The standard establishes standards for reporting and displaying
comprehensive income and its components (revenues, expenses,
gains and losses) in a full set of general purpose financial
statements. Prior period financial statements presented have
been reclassified for comparative purposes.
<PAGE>
<PAGE>
Item 2. Management's Discussion and Analysis of Financial
Condition and Results of Operations
- --------------------------------------------------------------
GENERAL
The Bank's principal business consists of attracting
deposits from the general public and investing those funds in
(i) loans secured by first mortgages on existing owner-occupied
single-family residences in the Bank's primary market area and,
(ii) to a lesser but growing extent, commercial and multi-family
real estate loans and consumer and commercial business loans.
The Bank also maintains a substantial investment portfolio of
mortgage-related securities and U.S. government and agency
securities.
The Bank's net income is dependent primarily on its net
interest income, which is the difference between interest income
earned on its loans, mortgage-backed securities and securities
portfolio and interest paid on customers' deposits. The Bank's
net income is also affected by the level of noninterest income,
such as service charges on customers' deposit accounts, net
gains or losses on the sale of securities and other fees. In
addition, net income is affected by the level of noninterest
expense, which primarily consists of employee compensation
expenses, deposit insurance premiums and other expenses.
The financial condition and results of operations of the
Bank and the thrift and banking industries as a whole are
significantly affected by prevailing economic conditions,
competition and the monetary and fiscal policies of governmental
agencies.
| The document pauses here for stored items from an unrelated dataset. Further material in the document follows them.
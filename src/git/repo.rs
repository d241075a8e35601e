//! Repository adapter implementation.

use crate::{Error, Result};
use git2::{Repository, StatusOptions};
use std::path::{Path, PathBuf};

/// Source of the current branch name and plan dirtiness.
///
/// [`RepoContext`] is the production implementation; tests substitute fixed
/// values.
pub trait BranchSource: Send + Sync {
    /// Returns the currently checked-out branch name.
    fn current_branch(&self) -> Result<String>;

    /// Returns true when the given workdir-relative path has uncommitted
    /// modifications (staged or unstaged).
    fn is_path_dirty(&self, rel_path: &Path) -> Result<bool>;
}

/// Working tree status scoped to the files cxt cares about.
#[derive(Debug, Clone, Default, PartialEq, Eq)]
pub struct WorkingTreeStatus {
    /// Paths with staged changes.
    pub staged: Vec<String>,
    /// Paths with unstaged modifications.
    pub modified: Vec<String>,
    /// Untracked paths.
    pub untracked: Vec<String>,
}

impl WorkingTreeStatus {
    /// Returns true when nothing is staged, modified, or untracked.
    #[must_use]
    pub const fn is_clean(&self) -> bool {
        self.staged.is_empty() && self.modified.is_empty() && self.untracked.is_empty()
    }
}

/// Git repository adapter.
///
/// Wraps `git2` for the two queries the core needs: the current branch name
/// and whether particular paths carry uncommitted changes.
#[derive(Debug, Clone)]
pub struct RepoContext {
    /// Path used to discover the repository.
    path: PathBuf,
}

impl RepoContext {
    /// Creates an adapter for the repository containing `path`.
    #[must_use]
    pub fn new(path: impl AsRef<Path>) -> Self {
        Self {
            path: path.as_ref().to_path_buf(),
        }
    }

    /// Creates an adapter for the current working directory.
    ///
    /// # Errors
    ///
    /// Returns an error if the working directory cannot be resolved.
    pub fn from_cwd() -> Result<Self> {
        let cwd = std::env::current_dir().map_err(|e| Error::Storage {
            operation: "current_dir".to_string(),
            cause: e.to_string(),
        })?;
        Ok(Self::new(cwd))
    }

    fn open(&self) -> Result<Repository> {
        Repository::discover(&self.path)
            .map_err(|e| Error::Repository(format!("not a git repository: {e}")))
    }

    /// Returns the repository workdir root.
    ///
    /// # Errors
    ///
    /// Returns an error outside a repository or for a bare repository.
    pub fn workdir(&self) -> Result<PathBuf> {
        let repo = self.open()?;
        repo.workdir()
            .map(Path::to_path_buf)
            .ok_or_else(|| Error::Repository("repository has no working tree".to_string()))
    }

    /// Returns the full working tree status, partitioned into staged,
    /// modified, and untracked paths.
    ///
    /// # Errors
    ///
    /// Returns an error outside a repository or if the status query fails.
    pub fn working_tree_status(&self) -> Result<WorkingTreeStatus> {
        let repo = self.open()?;
        let mut opts = StatusOptions::new();
        opts.include_untracked(true);

        let statuses = repo
            .statuses(Some(&mut opts))
            .map_err(|e| Error::Repository(format!("status query failed: {e}")))?;

        let mut status = WorkingTreeStatus::default();
        for entry in statuses.iter() {
            let Some(path) = entry.path() else { continue };
            let flags = entry.status();

            if flags.intersects(
                git2::Status::INDEX_NEW
                    | git2::Status::INDEX_MODIFIED
                    | git2::Status::INDEX_DELETED
                    | git2::Status::INDEX_RENAMED
                    | git2::Status::INDEX_TYPECHANGE,
            ) {
                status.staged.push(path.to_string());
            }
            if flags.intersects(
                git2::Status::WT_MODIFIED | git2::Status::WT_DELETED | git2::Status::WT_TYPECHANGE,
            ) {
                status.modified.push(path.to_string());
            }
            if flags.contains(git2::Status::WT_NEW) {
                status.untracked.push(path.to_string());
            }
        }
        Ok(status)
    }
}

impl BranchSource for RepoContext {
    fn current_branch(&self) -> Result<String> {
        let repo = self.open()?;
        let head = repo
            .head()
            .map_err(|e| Error::Repository(format!("cannot resolve HEAD: {e}")))?;

        if head.is_branch() {
            head.shorthand()
                .map(ToString::to_string)
                .ok_or_else(|| Error::Repository("branch name is not valid UTF-8".to_string()))
        } else {
            Err(Error::Repository("detached HEAD, not on a branch".to_string()))
        }
    }

    fn is_path_dirty(&self, rel_path: &Path) -> Result<bool> {
        let status = self.working_tree_status()?;
        let rel = rel_path.to_string_lossy();
        Ok(status
            .staged
            .iter()
            .chain(status.modified.iter())
            .any(|p| p.as_str() == rel))
    }
}
//! Managed context file kinds and derived content metrics.

use serde::{Deserialize, Serialize};
use std::fmt;

/// The three managed markdown documents.
#[derive(Debug, Clone, Copy, PartialEq, Eq, PartialOrd, Ord, Hash, Serialize, Deserialize)]
#[serde(rename_all = "lowercase")]
pub enum ContextFileKind {
    /// `context.md`: stable project background.
    Context,
    /// `plan.md`: branch-specific implementation plan.
    Plan,
    /// `guardrail.md`: stable constraints.
    Guardrail,
}

impl ContextFileKind {
    /// All managed kinds, in display order.
    #[must_use]
    pub const fn all() -> [Self; 3] {
        [Self::Context, Self::Plan, Self::Guardrail]
    }

    /// Returns the on-disk file name.
    #[must_use]
    pub const fn file_name(&self) -> &'static str {
        match self {
            Self::Context => "context.md",
            Self::Plan => "plan.md",
            Self::Guardrail => "guardrail.md",
        }
    }

    /// Parses a file name into a kind.
    #[must_use]
    pub fn parse(name: &str) -> Option<Self> {
        match name.to_lowercase().as_str() {
            "context.md" | "context" => Some(Self::Context),
            "plan.md" | "plan" => Some(Self::Plan),
            "guardrail.md" | "guardrail" => Some(Self::Guardrail),
            _ => None,
        }
    }

    /// Required `##` section headings for this file.
    #[must_use]
    pub const fn required_sections(&self) -> &'static [&'static str] {
        match self {
            Self::Context => &[
                "## Project Purpose",
                "## Core Problem",
                "## Solution",
                "## Target Users",
            ],
            Self::Plan => &["## Goal", "## Approach", "## Steps"],
            Self::Guardrail => &["## Constraints", "## Never Do", "## Always Do"],
        }
    }

    /// Documented purpose, used in issue messages.
    #[must_use]
    pub const fn purpose(&self) -> &'static str {
        match self {
            Self::Context => "describing what the project is and who it serves",
            Self::Plan => "describing what the current branch is implementing",
            Self::Guardrail => "recording constraints the implementation must respect",
        }
    }
}

impl fmt::Display for ContextFileKind {
    fn fmt(&self, f: &mut fmt::Formatter<'_>) -> fmt::Result {
        write!(f, "{}", self.file_name())
    }
}

/// Content-quality classification of a context file.
#[derive(Debug, Clone, Copy, PartialEq, Eq, Serialize, Deserialize)]
#[serde(rename_all = "lowercase")]
pub enum ContentStatus {
    /// No substantive content at all.
    Empty,
    /// Some substantive content, below the configured minimums.
    Short,
    /// Enough substantive content to be useful.
    Populated,
}

/// Derived metrics for one file's content. Not persisted.
#[derive(Debug, Clone, Copy, PartialEq, Eq)]
pub struct ContentProfile {
    /// Characters on substantive (non-template, non-structural) lines.
    pub content_length: usize,
    /// Count of substantive lines.
    pub content_lines: usize,
    /// `##` sections with no substantive line before the next heading.
    pub empty_sections: usize,
    /// Template characters as a share of all non-blank characters, 0..=100.
    pub template_percentage: u8,
    /// Whether the file is effectively all template/guidance text.
    pub is_template_only: bool,
    /// Overall classification.
    pub status: ContentStatus,
}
Lending activities are influenced by demand for and
supply of credit, competition among lenders and the level of
interest rates in the Bank's market area. The Bank's deposit
flows and costs of funds are influenced by prevailing market
rates of interest, primarily on competing investments, as well
as account maturities and the levels of personal income and
savings in the Bank's market area.
COMPARISON OF FINANCIAL CONDITION AT MARCH 31, 1998 AND JUNE 30,
1997
The Company had total assets of $221.7 million and $200.4
million at March 31, 1998 and June 30, 1997, respectively.
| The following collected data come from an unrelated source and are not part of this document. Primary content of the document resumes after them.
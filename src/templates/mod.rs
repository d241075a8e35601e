//! Starter content for the managed context files.
//!
//! Plan templates are parameterized by branch name and date; the context and
//! guardrail starters carry their required sections with inline guidance.

use crate::models::{ContextFileKind, PlanStyle};
use chrono::NaiveDate;

/// Renders a fresh plan in the given style.
#[must_use]
pub fn plan(style: PlanStyle, branch: &str, date: NaiveDate) -> String {
    match style {
        PlanStyle::Blank => blank_plan(branch, date),
        PlanStyle::Template => guided_plan(branch, date),
    }
}

/// Minimal plan: title and metadata only.
#[must_use]
pub fn blank_plan(branch: &str, date: NaiveDate) -> String {
    format!(
        "# Plan: {branch}\n\n*Last Updated: {}*\n",
        date.format("%Y-%m-%d")
    )
}

/// Guided plan: section headings with inline instructional comments.
#[must_use]
pub fn guided_plan(branch: &str, date: NaiveDate) -> String {
    format!(
        "# Plan: {branch}\n\
         \n\
         *Last Updated: {}*\n\
         \n\
         ## Goal\n\
         <!-- GUIDANCE: one or two sentences on what done looks like for this branch -->\n\
         \n\
         ## Approach\n\
         <!-- GUIDANCE: how you intend to get there; name the modules you expect to touch -->\n\
         \n\
         ## Steps\n\
         <!-- GUIDANCE: ordered, small, checkable steps; strike them out as you go -->\n",
        date.format("%Y-%m-%d")
    )
}

/// Starter content for `context.md`.
#[must_use]
pub fn context_starter(date: NaiveDate) -> String {
    format!(
        "# Project Context\n\
         \n\
         *Last Updated: {}*\n\
         \n\
         ## Project Purpose\n\
         <!-- GUIDANCE: what this project is, in plain language -->\n\
         \n\
         ## Core Problem\n\
         <!-- GUIDANCE: the problem it exists to solve -->\n\
         \n\
         ## Solution\n\
         <!-- GUIDANCE: how it solves that problem. Example: a CLI that wraps the build cache -->\n\
         \n\
         ## Target Users\n\
         <!-- GUIDANCE: who uses it and what they know -->\n",
        date.format("%Y-%m-%d")
    )
}

/// Starter content for `guardrail.md`.
#[must_use]
pub fn guardrail_starter(date: NaiveDate) -> String {
    format!(
        "# Guardrails\n\
         \n\
         *Last Updated: {}*\n\
         \n\
         ## Constraints\n\
         <!-- GUIDANCE: hard limits: runtimes, versions, budgets -->\n\
         \n\
         ## Never Do\n\
         <!-- GUIDANCE: things an assistant must not change. TIP: be concrete -->\n\
         \n\
         ## Always Do\n\
         <!-- GUIDANCE: invariants every change must preserve -->\n",
        date.format("%Y-%m-%d")
    )
}

/// Starter content for one managed file kind.
#[must_use]
pub fn starter(kind: ContextFileKind, branch: &str, date: NaiveDate) -> String {
    match kind {
        ContextFileKind::Context => context_starter(date),
        ContextFileKind::Plan => guided_plan(branch, date),
        ContextFileKind::Guardrail => guardrail_starter(date),
    }
}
During the nine month period ended March 31, 1998 the Bank
experienced an increase in its loan portfolio from $98.6 million
at June 30, 1997, to $106.3 million. This increase is due to the
positive results realized from the implementation of the Bank's
long term business plan for growth in its targeted markets of
commercial, consumer and multi-family lending along with natural
growth. During this same period, investment and mortgage-backed
securities and other short-term interest-earning assets
fluctuated between $90.4 million at June 30, 1997 and
$103.6 million at March 31, 1998. Investment securities and
other short-term interest-earning deposits tend to vary in
conjunction with variations in savings activity. Additionally,
the Bank expended approximately $2.6 million to purchase
computer and network equipment, furnishings and make
improvements to existing facilities during the nine-month period
ended March 31, 1998, to consummate management's planned growth
projections.
Deposits decreased from $151.2 million at June 30, 1997 to
$141.0 million at March 31, 1998. This decrease in deposits of
$10.2 million resulted from increased competition in the Bank's
main market area of Camden, Arkansas and the sale of $9.4
million in deposits at the Little Rock, Arkansas branch sold to
the Bank of the Ozarks. The Bank's level of deposits has been
sufficient to fund its loan demand and provide for adequate
liquidity. During the nine-month period ended March 31, 1998
and the year ended June 30, 1997, the Bank utilized a credit
line with the FHLB of Dallas to obtain advances to implement its
plan of pursuing a more aggressive investing program. The
outstanding balances of FHLB advances were $40.0 million and
$10.0 million at March 31, 1998 and June 30, 1997, respectively.
These advances were utilized to reduce interest rate risk by
better matching rates and maturities of existing interest-
earning assets and interest-bearing liabilities.
Equity amounted to $38.3 million at March 31, 1998, and to
$37.7 million at June 30, 1997, respectively. The changes in
equity were due solely to the Bank's net income earned for such
periods. At June 30, 1997, the Bank's regulatory capital
substantially exceeded all applicable regulatory capital
requirements. Regulatory capital levels at March 31, 1998 were
not substantially different from those at June 30, 1997.
<PAGE>
<PAGE>
COMPARISON OF RESULTS OF OPERATIONS FOR THE NINE MONTHS ENDED
MARCH 31, 1998 AND 1997
Net Income (Loss). Net income for the nine months ended
March 31, 1998 was $745,300 compared to a loss of $418,700 for
the nine months ended March 31, 1997. The changes were
attributable to a non-recurring one time, special deposit
insurance assessment of $889,000 and professional fees of
$306,900, incurred in the nine months ended March 31, 1997, an
increase in net interest income of $827,900 and an increase in
noninterest income of $104,700 for the nine months ended March
31, 1998, as compared to the nine months ended March 31, 1997.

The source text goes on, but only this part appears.